# PROBLEM DETAILS
Below are several records. Retype exactly those lines running from the one with "pub fn drain(rx: &mut" through the one with "async fn test_stalled_send_times_out()", end lines included, and no others.

--- --- ---

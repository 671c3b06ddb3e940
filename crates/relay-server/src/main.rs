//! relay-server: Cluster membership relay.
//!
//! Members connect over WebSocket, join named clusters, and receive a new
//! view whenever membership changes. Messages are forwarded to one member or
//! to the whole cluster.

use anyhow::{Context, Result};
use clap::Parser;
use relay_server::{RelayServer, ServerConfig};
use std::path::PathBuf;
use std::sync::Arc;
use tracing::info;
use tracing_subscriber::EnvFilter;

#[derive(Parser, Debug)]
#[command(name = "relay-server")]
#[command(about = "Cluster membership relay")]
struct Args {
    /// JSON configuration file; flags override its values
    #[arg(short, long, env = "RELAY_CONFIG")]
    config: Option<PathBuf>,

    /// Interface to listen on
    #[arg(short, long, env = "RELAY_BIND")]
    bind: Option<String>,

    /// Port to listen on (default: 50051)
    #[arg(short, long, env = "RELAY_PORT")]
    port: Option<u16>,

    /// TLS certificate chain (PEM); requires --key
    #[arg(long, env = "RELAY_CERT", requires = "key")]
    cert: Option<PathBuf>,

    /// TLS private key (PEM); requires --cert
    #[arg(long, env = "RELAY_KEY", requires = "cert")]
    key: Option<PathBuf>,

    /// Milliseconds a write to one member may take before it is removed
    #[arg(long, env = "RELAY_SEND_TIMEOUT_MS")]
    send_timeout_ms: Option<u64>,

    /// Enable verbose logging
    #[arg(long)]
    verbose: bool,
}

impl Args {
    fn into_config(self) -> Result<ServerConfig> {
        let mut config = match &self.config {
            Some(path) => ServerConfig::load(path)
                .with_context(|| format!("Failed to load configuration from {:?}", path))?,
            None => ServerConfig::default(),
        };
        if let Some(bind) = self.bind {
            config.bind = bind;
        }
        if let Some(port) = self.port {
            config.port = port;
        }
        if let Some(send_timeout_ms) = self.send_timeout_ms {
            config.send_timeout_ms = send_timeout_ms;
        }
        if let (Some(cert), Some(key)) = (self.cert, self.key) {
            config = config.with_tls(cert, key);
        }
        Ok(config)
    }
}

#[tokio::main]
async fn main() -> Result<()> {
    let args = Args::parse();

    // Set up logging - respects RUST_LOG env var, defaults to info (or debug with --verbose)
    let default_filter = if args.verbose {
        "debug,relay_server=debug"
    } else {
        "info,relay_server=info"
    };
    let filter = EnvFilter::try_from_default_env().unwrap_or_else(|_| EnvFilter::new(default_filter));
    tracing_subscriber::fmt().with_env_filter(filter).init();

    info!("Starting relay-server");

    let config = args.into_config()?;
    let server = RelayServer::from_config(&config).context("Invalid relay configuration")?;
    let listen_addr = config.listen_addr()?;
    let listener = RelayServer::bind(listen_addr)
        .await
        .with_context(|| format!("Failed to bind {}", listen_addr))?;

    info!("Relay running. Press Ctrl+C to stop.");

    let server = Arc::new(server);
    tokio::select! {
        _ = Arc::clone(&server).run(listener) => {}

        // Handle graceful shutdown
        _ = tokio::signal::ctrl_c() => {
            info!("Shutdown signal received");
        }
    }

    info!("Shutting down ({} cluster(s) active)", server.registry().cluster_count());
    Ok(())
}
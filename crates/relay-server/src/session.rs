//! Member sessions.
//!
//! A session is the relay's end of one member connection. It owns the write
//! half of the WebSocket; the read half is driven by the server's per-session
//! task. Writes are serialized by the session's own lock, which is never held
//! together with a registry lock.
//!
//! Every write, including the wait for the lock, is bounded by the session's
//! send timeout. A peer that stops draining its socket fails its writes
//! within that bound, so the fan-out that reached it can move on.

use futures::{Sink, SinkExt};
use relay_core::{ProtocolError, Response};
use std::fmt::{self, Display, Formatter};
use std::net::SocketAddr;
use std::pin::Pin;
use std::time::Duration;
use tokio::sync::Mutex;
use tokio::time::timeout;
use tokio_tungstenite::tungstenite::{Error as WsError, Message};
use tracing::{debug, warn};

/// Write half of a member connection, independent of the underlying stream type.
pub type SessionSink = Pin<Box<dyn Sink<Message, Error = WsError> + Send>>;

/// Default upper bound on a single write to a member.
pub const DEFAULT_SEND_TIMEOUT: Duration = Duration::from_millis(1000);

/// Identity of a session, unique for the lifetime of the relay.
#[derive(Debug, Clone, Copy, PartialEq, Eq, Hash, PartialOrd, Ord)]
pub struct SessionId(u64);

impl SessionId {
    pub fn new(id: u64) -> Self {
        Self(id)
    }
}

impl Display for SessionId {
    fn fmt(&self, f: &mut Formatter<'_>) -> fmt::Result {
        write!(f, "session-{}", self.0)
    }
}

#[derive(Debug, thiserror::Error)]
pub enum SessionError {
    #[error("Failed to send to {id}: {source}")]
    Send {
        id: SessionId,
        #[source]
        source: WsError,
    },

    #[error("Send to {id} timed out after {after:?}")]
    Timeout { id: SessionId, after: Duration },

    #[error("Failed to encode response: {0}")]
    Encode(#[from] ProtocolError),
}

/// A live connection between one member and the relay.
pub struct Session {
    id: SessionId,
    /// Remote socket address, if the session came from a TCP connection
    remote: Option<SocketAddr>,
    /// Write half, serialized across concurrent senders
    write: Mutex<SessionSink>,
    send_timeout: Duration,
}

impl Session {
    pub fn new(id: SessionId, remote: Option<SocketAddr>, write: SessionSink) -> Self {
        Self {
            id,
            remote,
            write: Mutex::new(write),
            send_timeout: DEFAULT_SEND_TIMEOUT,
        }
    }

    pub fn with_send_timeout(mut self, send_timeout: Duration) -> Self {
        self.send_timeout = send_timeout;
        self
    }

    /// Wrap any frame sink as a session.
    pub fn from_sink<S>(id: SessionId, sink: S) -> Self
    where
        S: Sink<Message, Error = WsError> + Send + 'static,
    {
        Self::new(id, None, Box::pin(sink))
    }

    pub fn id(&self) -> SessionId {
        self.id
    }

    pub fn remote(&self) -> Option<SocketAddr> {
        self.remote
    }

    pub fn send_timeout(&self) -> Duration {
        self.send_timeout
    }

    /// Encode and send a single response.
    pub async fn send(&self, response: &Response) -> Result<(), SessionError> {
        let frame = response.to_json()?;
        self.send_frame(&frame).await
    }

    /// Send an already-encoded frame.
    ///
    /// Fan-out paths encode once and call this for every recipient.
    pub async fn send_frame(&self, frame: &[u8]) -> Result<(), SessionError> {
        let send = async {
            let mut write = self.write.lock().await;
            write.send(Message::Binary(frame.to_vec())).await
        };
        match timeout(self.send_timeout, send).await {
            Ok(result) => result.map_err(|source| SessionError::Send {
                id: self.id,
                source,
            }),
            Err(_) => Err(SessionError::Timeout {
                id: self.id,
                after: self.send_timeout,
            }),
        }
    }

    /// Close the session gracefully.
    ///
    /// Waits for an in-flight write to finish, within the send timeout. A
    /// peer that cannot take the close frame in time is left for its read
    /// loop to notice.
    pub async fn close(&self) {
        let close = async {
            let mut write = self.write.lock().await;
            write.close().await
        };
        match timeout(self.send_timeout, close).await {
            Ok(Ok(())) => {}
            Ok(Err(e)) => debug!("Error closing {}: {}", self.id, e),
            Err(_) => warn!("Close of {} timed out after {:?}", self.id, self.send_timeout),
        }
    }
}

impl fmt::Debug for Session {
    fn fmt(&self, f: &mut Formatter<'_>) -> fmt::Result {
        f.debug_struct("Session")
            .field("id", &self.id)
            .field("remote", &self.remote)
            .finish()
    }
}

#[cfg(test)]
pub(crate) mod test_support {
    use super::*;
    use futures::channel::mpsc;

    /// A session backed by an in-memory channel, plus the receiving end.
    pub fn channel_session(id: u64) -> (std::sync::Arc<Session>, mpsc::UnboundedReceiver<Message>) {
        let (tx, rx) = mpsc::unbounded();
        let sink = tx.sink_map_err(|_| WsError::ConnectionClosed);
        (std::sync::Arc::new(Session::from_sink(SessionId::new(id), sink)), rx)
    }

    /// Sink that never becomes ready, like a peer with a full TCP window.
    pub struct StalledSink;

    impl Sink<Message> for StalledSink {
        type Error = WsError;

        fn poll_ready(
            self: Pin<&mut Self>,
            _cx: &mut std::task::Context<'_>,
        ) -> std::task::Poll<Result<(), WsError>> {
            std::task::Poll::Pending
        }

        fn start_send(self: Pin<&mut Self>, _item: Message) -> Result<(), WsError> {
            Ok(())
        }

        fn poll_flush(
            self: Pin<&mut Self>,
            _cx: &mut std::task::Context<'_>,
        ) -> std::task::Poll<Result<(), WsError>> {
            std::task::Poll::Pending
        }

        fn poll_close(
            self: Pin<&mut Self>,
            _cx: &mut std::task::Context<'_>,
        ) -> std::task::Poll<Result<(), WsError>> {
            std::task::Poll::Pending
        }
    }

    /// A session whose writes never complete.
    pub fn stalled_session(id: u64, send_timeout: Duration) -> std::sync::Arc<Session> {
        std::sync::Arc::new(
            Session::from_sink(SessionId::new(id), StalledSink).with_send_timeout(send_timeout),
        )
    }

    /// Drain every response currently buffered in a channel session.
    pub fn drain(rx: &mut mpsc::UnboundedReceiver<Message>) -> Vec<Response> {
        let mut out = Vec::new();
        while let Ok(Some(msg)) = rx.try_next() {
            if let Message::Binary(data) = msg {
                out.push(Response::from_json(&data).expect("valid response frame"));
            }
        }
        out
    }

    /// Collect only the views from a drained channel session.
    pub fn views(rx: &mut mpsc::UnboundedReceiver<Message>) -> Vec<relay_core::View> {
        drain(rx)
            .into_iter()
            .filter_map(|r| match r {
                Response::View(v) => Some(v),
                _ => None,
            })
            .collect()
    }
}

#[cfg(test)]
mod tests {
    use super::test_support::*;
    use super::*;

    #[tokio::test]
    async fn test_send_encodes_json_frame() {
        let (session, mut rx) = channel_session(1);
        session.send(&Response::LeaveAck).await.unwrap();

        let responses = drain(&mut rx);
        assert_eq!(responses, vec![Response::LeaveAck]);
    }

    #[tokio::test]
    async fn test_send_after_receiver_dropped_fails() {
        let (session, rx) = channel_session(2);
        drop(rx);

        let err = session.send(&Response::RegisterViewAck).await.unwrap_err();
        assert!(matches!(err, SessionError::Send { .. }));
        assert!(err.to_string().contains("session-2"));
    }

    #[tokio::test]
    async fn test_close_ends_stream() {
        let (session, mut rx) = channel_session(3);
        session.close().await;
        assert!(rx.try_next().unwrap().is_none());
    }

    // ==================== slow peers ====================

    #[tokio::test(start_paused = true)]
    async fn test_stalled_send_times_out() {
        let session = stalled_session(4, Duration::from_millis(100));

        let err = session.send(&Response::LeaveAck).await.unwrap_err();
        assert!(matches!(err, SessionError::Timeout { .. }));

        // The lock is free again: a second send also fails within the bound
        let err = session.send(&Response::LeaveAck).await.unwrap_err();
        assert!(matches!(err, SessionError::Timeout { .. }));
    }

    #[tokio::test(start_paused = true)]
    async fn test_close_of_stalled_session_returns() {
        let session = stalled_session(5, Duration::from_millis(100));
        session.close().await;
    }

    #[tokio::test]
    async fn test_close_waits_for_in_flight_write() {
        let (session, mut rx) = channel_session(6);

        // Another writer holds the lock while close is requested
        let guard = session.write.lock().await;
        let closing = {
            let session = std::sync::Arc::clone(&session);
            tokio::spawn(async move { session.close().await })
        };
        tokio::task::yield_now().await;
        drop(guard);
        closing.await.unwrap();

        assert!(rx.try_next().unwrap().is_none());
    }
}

--- --- ---

# FINISHED EXERCISE
    pub fn drain(rx: &mut mpsc::UnboundedReceiver<Message>) -> Vec<Response> {
        let mut out = Vec::new();
        while let Ok(Some(msg)) = rx.try_next() {
            if let Message::Binary(data) = msg {
                out.push(Response::from_json(&data).expect("valid response frame"));
            }
        }
        out
    }

    /// Collect only the views from a drained channel session.
    pub fn views(rx: &mut mpsc::UnboundedReceiver<Message>) -> Vec<relay_core::View> {
        drain(rx)
            .into_iter()
            .filter_map(|r| match r {
                Response::View(v) => Some(v),
                _ => None,
            })
            .collect()
    }
}

#[cfg(test)]
mod tests {
    use super::test_support::*;
    use super::*;

    #[tokio::test]
    async fn test_send_encodes_json_frame() {
        let (session, mut rx) = channel_session(1);
        session.send(&Response::LeaveAck).await.unwrap();

        let responses = drain(&mut rx);
        assert_eq!(responses, vec![Response::LeaveAck]);
    }

    #[tokio::test]
    async fn test_send_after_receiver_dropped_fails() {
        let (session, rx) = channel_session(2);
        drop(rx);

        let err = session.send(&Response::RegisterViewAck).await.unwrap_err();
        assert!(matches!(err, SessionError::Send { .. }));
        assert!(err.to_string().contains("session-2"));
    }

    #[tokio::test]
    async fn test_close_ends_stream() {
        let (session, mut rx) = channel_session(3);
        session.close().await;
        assert!(rx.try_next().unwrap().is_none());
    }

    // ==================== slow peers ====================

    #[tokio::test(start_paused = true)]
    async fn test_stalled_send_times_out() {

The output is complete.